Home 9 AI 9 Testing the Limits of AI in Mathematical Research

Testing the Limits of AI in Mathematical Research

by Ruchika Saini, AI | Feb 9, 2026

A new "first proof" experiment seeks an independent measure of machine creativity.

Martin Hairer, a mathematician at the Swiss Federal Technology Institute of Lausanne. He splits his time between there and Imperial College London (source: Aurelien Bergot for The New York Times).

A high school student recently asked Fields Medalist Martin Hairer whether artificial intelligence might strip mathematics of its magic. If machines become better problem solvers than humans, does the discipline lose its essence? Hairer responded that mathematics remains “safe.” While large language models excel at solving structured or synthetic problems, he has yet to see evidence of genuinely new mathematical ideas emerging from them, tells The New York Times.
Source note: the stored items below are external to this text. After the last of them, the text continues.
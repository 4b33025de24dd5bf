//! # Error Handling
//!
//! Error taxonomy for the gateway client. Every failure surfaced by the
//! facade is one of the [`GatewayError`] variants.

pub mod types;

pub use types::{is_retryable_status, GatewayError, Result, RETRYABLE_STATUSES};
That skepticism helped inspire “First Proof,” a new paper Hairer coauthored with Mohammed Abouzaid of Stanford University, Lauren Williams of Harvard University, and Tamara Kolda of MathSci.ai. The project aims to create a more meaningful benchmark for evaluating AI’s research-level mathematical ability. Instead of relying on contrived or company-provided test problems, the team collected authentic questions drawn from their own unpublished research. Each contributor supplied one problem and its solution, which has been encrypted and will later be revealed to assess model accuracy.

The novelty lies in grounding evaluation in real mathematical practice. Research, the authors emphasize, involves more than solving tidy exercises. It includes formulating the right big questions, developing frameworks, and then proving smaller, tractable results. “First Proof” focuses on the third stage: producing correct proofs to well-defined problems. That component is measurable and avoids the difficulty of judging AI’s ability to originate conceptual breakthroughs.

Preliminary tests using leading AI systems revealed limitations. Models sometimes produced partial arguments, infinite loops, or confident but incorrect reasoning. They were adept at stringing together familiar techniques but often glossed over critical steps, resembling an overconfident graduate student. Still, the researchers acknowledged moments of technical fluency.

The broader goal is not to dismiss AI but to temper hype. The team hopes to prevent exaggerated claims that mathematics is “solved” while encouraging nuanced understanding. Future rounds will expand community participation, allowing ideas to “ferment” before structured benchmarking resumes. Ultimately, the project seeks clarity about AI’s true capabilities, and its limits, in advancing mathematical thought.